Look through the listing for the word "ConnectorError". Copy each line that has it.
....................
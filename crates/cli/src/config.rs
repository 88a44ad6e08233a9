use crate::{env::EnvManager, error::CliError};
use chrono::NaiveDate;
use connectors::postgres::client::PgSettings;

const REQUIRED_VARS: [&str; 5] = ["DB_HOST", "DB_PORT", "DB_NAME", "DB_USER", "DB_PASSWORD"];

/// Assembles the connection settings from the environment, reporting every
/// missing variable at once.
pub fn pg_settings(env: &EnvManager) -> Result<PgSettings, CliError> {
    let missing: Vec<&str> = REQUIRED_VARS
        .iter()
        .copied()
        .filter(|var| env.get(var).is_none_or(str::is_empty))
        .collect();
    if !missing.is_empty() {
        return Err(CliError::Config(format!(
            "Missing database connection settings: {}",
            missing.join(", ")
        )));
    }

    let port_raw = env.get("DB_PORT").unwrap_or_default();
    let port = port_raw
        .parse::<u16>()
        .map_err(|_| CliError::Config(format!("DB_PORT is not a valid port: {port_raw}")))?;

    Ok(PgSettings {
        host: env.get("DB_HOST").unwrap_or_default().to_string(),
        port,
        dbname: env.get("DB_NAME").unwrap_or_default().to_string(),
        user: env.get("DB_USER").unwrap_or_default().to_string(),
        password: env.get("DB_PASSWORD").unwrap_or_default().to_string(),
    })
}

/// Validates the single positional argument: a YYYY-MM-DD calendar date.
pub fn parse_cutoff(raw: &str) -> Result<NaiveDate, CliError> {
    NaiveDate::parse_from_str(raw, "%Y-%m-%d").map_err(|_| CliError::InvalidDate(raw.to_string()))
}
use serde::{Deserialize, Serialize};
use std::fmt;

/// Resumption cursor for keyset pagination: the highest `book_id` already
/// consumed in the current run. Process-local, never persisted across runs.
#[derive(Serialize, Deserialize, Debug, Clone, Copy, PartialEq, Eq, PartialOrd, Ord)]
pub struct Watermark(pub i64);

impl Watermark {
    /// Initial cursor, meaning no rows consumed yet.
    pub const START: Watermark = Watermark(0);

    pub fn value(self) -> i64 {
        self.0
    }
}

impl fmt::Display for Watermark {
    fn fmt(&self, f: &mut fmt::Formatter<'_>) -> fmt::Result {
        write!(f, "{}", self.0)
    }
}
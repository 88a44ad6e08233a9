pub mod core;
pub mod pagination;
pub mod records;
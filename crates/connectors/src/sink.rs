use crate::error::DbError;
use async_trait::async_trait;
use model::records::row::RowData;

/// Append-only write access to the destination table. Existing rows are never
/// updated or deleted; re-loading the same logical row produces a duplicate.
#[async_trait]
pub trait Loader: Send + Sync {
    /// Appends the rows, returning the number written.
    async fn append(&self, rows: &[RowData]) -> Result<usize, DbError>;
}
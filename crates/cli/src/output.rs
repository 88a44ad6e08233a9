use engine::summary::RunSummary;

/// Terminal report for one run. "No new rows" and "processed N rows" are
/// distinct observable outcomes.
pub fn print_summary(summary: &RunSummary) {
    if summary.is_empty() {
        println!("No new rows to process.");
    } else {
        println!(
            "Processed {} rows in {} batches.",
            summary.rows_processed, summary.batches
        );
    }
}
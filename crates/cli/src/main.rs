use crate::{env::EnvManager, error::CliError};
use clap::Parser;
use connectors::postgres::{
    adapter::PgAdapter, sink::PgProcessedSink, source::PgBookSource,
};
use engine::{runner::EtlRunner, settings::EtlSettings};
use std::{path::Path, sync::Arc};
use tracing::warn;
use tracing_subscriber::EnvFilter;

mod config;
mod env;
mod error;
mod output;

const ENV_FILE: &str = ".env";

#[derive(Parser)]
#[command(name = "bookflow", version = "0.1.0", about = "Incremental books ETL")]
struct Cli {
    /// Inclusive lower bound on `last_updated`, in YYYY-MM-DD form
    cutoff_date: String,
}

#[tokio::main]
async fn main() {
    tracing_subscriber::fmt()
        .with_env_filter(EnvFilter::try_from_default_env().unwrap_or_else(|_| EnvFilter::new("info")))
        .init();

    // Wrong arity is a usage error: usage message on stdout, exit code 1.
    let cli = match Cli::try_parse() {
        Ok(cli) => cli,
        Err(err)
            if matches!(
                err.kind(),
                clap::error::ErrorKind::DisplayHelp | clap::error::ErrorKind::DisplayVersion
            ) =>
        {
            let _ = err.print();
            std::process::exit(0);
        }
        Err(_) => {
            println!("Usage: bookflow YYYY-MM-DD");
            println!("Example: bookflow 2025-01-01");
            std::process::exit(1);
        }
    };

    if let Err(err) = run(cli).await {
        eprintln!("ETL failed: {err}");
        std::process::exit(1);
    }
}

async fn run(cli: Cli) -> Result<(), CliError> {
    let cutoff = config::parse_cutoff(&cli.cutoff_date)?;

    let mut env = EnvManager::new();
    if Path::new(ENV_FILE).exists() {
        env.load_from_file(ENV_FILE)?;
    } else {
        warn!("No .env file found in the working directory, relying on the process environment");
    }
    let settings = config::pg_settings(&env)?;

    let adapter = PgAdapter::connect(&settings).await?;
    let etl_settings = EtlSettings::default();
    let extractor = Arc::new(PgBookSource::new(adapter.clone()));
    let loader = Arc::new(PgProcessedSink::new(adapter, etl_settings.batch_size));

    let runner = EtlRunner::new(extractor, loader, &etl_settings);
    let summary = runner.run(cutoff).await?;
    output::print_summary(&summary);

    Ok(())
}
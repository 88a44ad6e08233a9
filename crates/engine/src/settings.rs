/// Maximum rows fetched or written per batch, bounding peak memory to the
/// batch size regardless of table cardinality.
pub const DEFAULT_BATCH_SIZE: usize = 1000;

#[derive(Debug, Clone)]
pub struct EtlSettings {
    pub batch_size: usize,
}

impl Default for EtlSettings {
    fn default() -> Self {
        Self {
            batch_size: DEFAULT_BATCH_SIZE,
        }
    }
}
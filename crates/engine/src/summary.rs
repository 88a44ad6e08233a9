/// Aggregate counts for one run: created at run start, incremented per batch,
/// reported once at run end.
#[derive(Debug, Default, Clone, Copy, PartialEq, Eq)]
pub struct RunSummary {
    pub rows_processed: usize,
    pub batches: usize,
}

impl RunSummary {
    pub fn record_batch(&mut self, rows: usize) {
        self.rows_processed += rows;
        self.batches += 1;
    }

    pub fn is_empty(&self) -> bool {
        self.rows_processed == 0
    }
}
use crate::transform::error::TransformError;
use model::records::row::RowData;
use std::sync::Arc;

/// One reshaping step. Pure: no I/O, no cross-row state.
pub trait Transform: Send + Sync {
    fn apply(&self, row: &RowData) -> Result<RowData, TransformError>;
}

#[derive(Clone, Default)]
pub struct TransformPipeline {
    transforms: Vec<Arc<dyn Transform>>,
}

impl TransformPipeline {
    pub fn new() -> Self {
        Self {
            transforms: Vec::new(),
        }
    }

    pub fn add_transform<T: Transform + 'static>(mut self, transform: T) -> Self {
        self.transforms.push(Arc::new(transform));
        self
    }

    pub fn apply(&self, row: &RowData) -> Result<RowData, TransformError> {
        self.transforms
            .iter()
            .try_fold(row.clone(), |acc, transform| transform.apply(&acc))
    }

    /// Applies the pipeline to every row independently. Output has the same
    /// length and order as the input.
    pub fn apply_batch(&self, rows: &[RowData]) -> Result<Vec<RowData>, TransformError> {
        rows.iter().map(|row| self.apply(row)).collect()
    }
}
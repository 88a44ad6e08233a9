use connectors::error::ConnectorError;
use engine::error::EtlError;
use thiserror::Error;

#[derive(Error, Debug)]
pub enum CliError {
    #[error("Invalid cutoff date `{0}`: expected YYYY-MM-DD")]
    InvalidDate(String),

    #[error("Configuration error: {0}")]
    Config(String),

    #[error("Database connection failed: {0}")]
    Connector(#[from] ConnectorError),

    #[error("{0}")]
    Etl(#[from] EtlError),
}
....................
Output:
use connectors::error::ConnectorError;
    Connector(#[from] ConnectorError),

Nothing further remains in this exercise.